//! Post-fusion reflection.
//!
//! After fusion and before (re)generation, a reflection pass grades how
//! organically the fused idea holds together. Low fusion quality tells
//! novelty mode to skip to the next pattern instead of wasting a generation
//! and a critic round on a stitched-together concept.

use std::sync::Arc;

use serde::{Deserialize, Serialize};

use crate::config::Config;
use crate::error::{CancelFlag, EngineError};
use crate::gateway::{Attribution, ChatGateway, ChatRequest, Message};
use crate::kg::Pattern;
use crate::llmjson::parse_llm_json;
use crate::refine::fusion::FusedIdea;
use crate::review::CriticResult;
use crate::story::Story;

/// Per-aspect reflection grades in [0,1].
#[derive(Debug, Clone, Default, Serialize, Deserialize)]
pub struct ReflectionScores {
    #[serde(default)]
    pub concept_unity: f64,
    #[serde(default)]
    pub technical_soundness: f64,
    #[serde(default)]
    pub novelty_level: f64,
    #[serde(default)]
    pub narrative_clarity: f64,
}

/// Strategy hints fed back into the refinement generation prompt.
#[derive(Debug, Clone, Default, Serialize, Deserialize)]
pub struct ReflectionGuidance {
    #[serde(default)]
    pub title_evolution: Option<String>,
    #[serde(default)]
    pub method_evolution: Option<String>,
    #[serde(default)]
    pub narrative_strategy: Option<String>,
}

impl ReflectionGuidance {
    pub fn is_empty(&self) -> bool {
        self.title_evolution.is_none()
            && self.method_evolution.is_none()
            && self.narrative_strategy.is_none()
    }
}

/// Full reflection result.
#[derive(Debug, Clone, Default, Serialize, Deserialize)]
pub struct Reflection {
    #[serde(default)]
    pub scores: ReflectionScores,
    /// Overall fusion quality in [0,1]; below the threshold the pattern is
    /// skipped.
    #[serde(default)]
    pub fusion_quality: f64,
    #[serde(default)]
    pub suggestions: Vec<String>,
    #[serde(default)]
    pub guidance: ReflectionGuidance,
}

impl Reflection {
    pub fn is_organic(&self, threshold: f64) -> bool {
        self.fusion_quality >= threshold
    }
}

pub struct StoryReflector {
    gateway: Arc<dyn ChatGateway>,
    model: String,
}

impl StoryReflector {
    pub fn new(gateway: Arc<dyn ChatGateway>, model: impl Into<String>) -> Self {
        Self {
            gateway,
            model: model.into(),
        }
    }

    #[allow(clippy::too_many_arguments)]
    pub async fn reflect_on_fusion(
        &self,
        old_story: &Story,
        pattern: &Pattern,
        fused_idea: &FusedIdea,
        critic_feedback: &CriticResult,
        user_idea: &str,
        cfg: &Config,
        cancel: &CancelFlag,
        attribution: Attribution,
    ) -> Result<Reflection, EngineError> {
        cancel.check()?;

        let warnings = extract_critic_warnings(critic_feedback);
        let warnings_block = if warnings.is_empty() {
            String::new()
        } else {
            format!(
                "\n[Critic Warnings To Address]\n{}\n",
                warnings
                    .iter()
                    .map(|w| format!("- {w}"))
                    .collect::<Vec<_>>()
                    .join("\n")
            )
        };

        let prompt = format!(
            r#"You are a senior research editor assessing whether a pattern fusion is organic or a mechanical stack.

[User's Original Idea]
{user_idea}

[Previous Story]
Title: {title}
Abstract: {abstract_text}
Problem Framing: {problem}
Claims: {claims}

[New Pattern]
Name: {pattern_name}

[Fused Idea]
Title: {fused_title}
Description: {fused_description}
New Problem Framing: {fused_problem}
Novelty Claim: {fused_claim}
{warnings_block}
Grade the fusion on four aspects in [0,1], give an overall fusion_quality in [0,1], and provide evolution strategies for the final draft.

Return JSON only:
{{
  "scores": {{
    "concept_unity": 0.0,
    "technical_soundness": 0.0,
    "novelty_level": 0.0,
    "narrative_clarity": 0.0
  }},
  "fusion_quality": 0.0,
  "suggestions": ["concrete improvement 1", "concrete improvement 2"],
  "guidance": {{
    "title_evolution": "how the title should evolve to reflect the fused concept",
    "method_evolution": "how the method should restructure so the new technique is organic",
    "narrative_strategy": "how to narrate the fusion as one coherent idea"
  }}
}}"#,
            user_idea = user_idea,
            title = old_story.title,
            abstract_text = clip(&old_story.abstract_text, 300),
            problem = clip(&old_story.problem_framing, 200),
            claims = serde_json::to_string(&old_story.innovation_claims).unwrap_or_default(),
            pattern_name = pattern.name,
            fused_title = fused_idea.fused_idea_title,
            fused_description = clip(&fused_idea.fused_idea_description, 300),
            fused_problem = clip(&fused_idea.problem_framing, 300),
            fused_claim = clip(&fused_idea.novelty_claim, 300),
            warnings_block = warnings_block,
        );

        let req = ChatRequest::new(
            self.model.clone(),
            vec![Message::user(prompt)],
            attribution,
        )
        .temperature(cfg.fusion_temperature)
        .max_tokens(1000)
        .json();

        let mut reflection = match self.gateway.chat(req).await {
            Ok(resp) => parse_llm_json::<Reflection>(&resp.content).unwrap_or_else(|err| {
                tracing::warn!(error = %err, "reflection parse failed; neutral reflection");
                neutral_reflection()
            }),
            Err(err) => {
                tracing::warn!(error = %err, "reflection call failed; neutral reflection");
                neutral_reflection()
            }
        };

        reflection.fusion_quality = reflection.fusion_quality.clamp(0.0, 1.0);
        eprintln!(
            "[reflect] fusion_quality={:.2} organic={}",
            reflection.fusion_quality,
            reflection.is_organic(cfg.fusion_quality_threshold)
        );
        Ok(reflection)
    }
}

/// A neutral reflection passes the quality gate so a transient LLM failure
/// does not discard a pattern.
fn neutral_reflection() -> Reflection {
    Reflection {
        scores: ReflectionScores {
            concept_unity: 0.7,
            technical_soundness: 0.7,
            novelty_level: 0.7,
            narrative_clarity: 0.7,
        },
        fusion_quality: 0.7,
        suggestions: Vec::new(),
        guidance: ReflectionGuidance::default(),
    }
}

/// Pull the harshest critic feedback forward: low-scoring roles whose
/// feedback flags stacking or routine combinations.
fn extract_critic_warnings(critic: &CriticResult) -> Vec<String> {
    const CRITICAL_MARKERS: &[&str] = &[
        "stacking",
        "combination",
        "common",
        "typical",
        "conventional",
        "lack of novelty",
        "insufficient innovation",
        "widely explored",
        "similar work",
        "existing methods",
        "simple integration",
        "straightforward",
    ];

    critic
        .reviews
        .iter()
        .filter(|review| {
            let lower = review.feedback.to_lowercase();
            let flagged = CRITICAL_MARKERS.iter().any(|m| lower.contains(m));
            (review.score < 6.0 && flagged) || review.score < 5.5
        })
        .map(|review| {
            format!(
                "[{}] {}",
                review.role.as_str(),
                clip(&review.feedback, 200)
            )
        })
        .collect()
}

fn clip(text: &str, max: usize) -> String {
    if text.chars().count() <= max {
        return text.to_string();
    }
    let mut out: String = text.chars().take(max).collect();
    out.push('…');
    out
}

#[cfg(test)]
mod tests {
    use super::*;
    use crate::review::critic::{CriticAudit, RoleReview};
    use crate::review::rubric::Role;
    use crate::review::tau::TauSource;
    use crate::review::IssueKind;

    fn critic_with(reviews: Vec<RoleReview>) -> CriticResult {
        CriticResult {
            pass: false,
            avg_score: 5.0,
            reviews,
            main_issue: IssueKind::Novelty,
            suggestions: vec![],
            audit: CriticAudit {
                pattern_id: "pat".into(),
                anchors: vec![],
                densify_triggered: false,
                densify_added: 0,
                role_details: Default::default(),
                pass: None,
                rubric_version: "rubric_v1".into(),
                card_version: "blind_card_v1".into(),
                tau_source: TauSource::Config,
            },
            coach: None,
        }
    }

    #[test]
    fn warnings_extracted_for_flagged_low_scores() {
        let critic = critic_with(vec![
            RoleReview {
                reviewer: "Reviewer B".into(),
                role: Role::Novelty,
                score: 5.6,
                feedback: "Reads as a conventional combination of known parts".into(),
            },
            RoleReview {
                reviewer: "Reviewer A".into(),
                role: Role::Methodology,
                score: 7.5,
                feedback: "Solid design".into(),
            },
        ]);
        let warnings = extract_critic_warnings(&critic);
        assert_eq!(warnings.len(), 1);
        assert!(warnings[0].contains("Novelty"));
    }

    #[test]
    fn very_low_scores_warn_unconditionally() {
        let critic = critic_with(vec![RoleReview {
            reviewer: "Reviewer C".into(),
            role: Role::Storyteller,
            score: 5.0,
            feedback: "Flat narrative".into(),
        }]);
        assert_eq!(extract_critic_warnings(&critic).len(), 1);
    }

    #[test]
    fn organic_threshold() {
        let mut reflection = neutral_reflection();
        reflection.fusion_quality = 0.64;
        assert!(!reflection.is_organic(0.65));
        reflection.fusion_quality = 0.65;
        assert!(reflection.is_organic(0.65));
    }
}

********************

> [What you will do]: Look through the lines above for "ChatRequest". Say how many have it, and give no other words.

> [Output of the task]: 2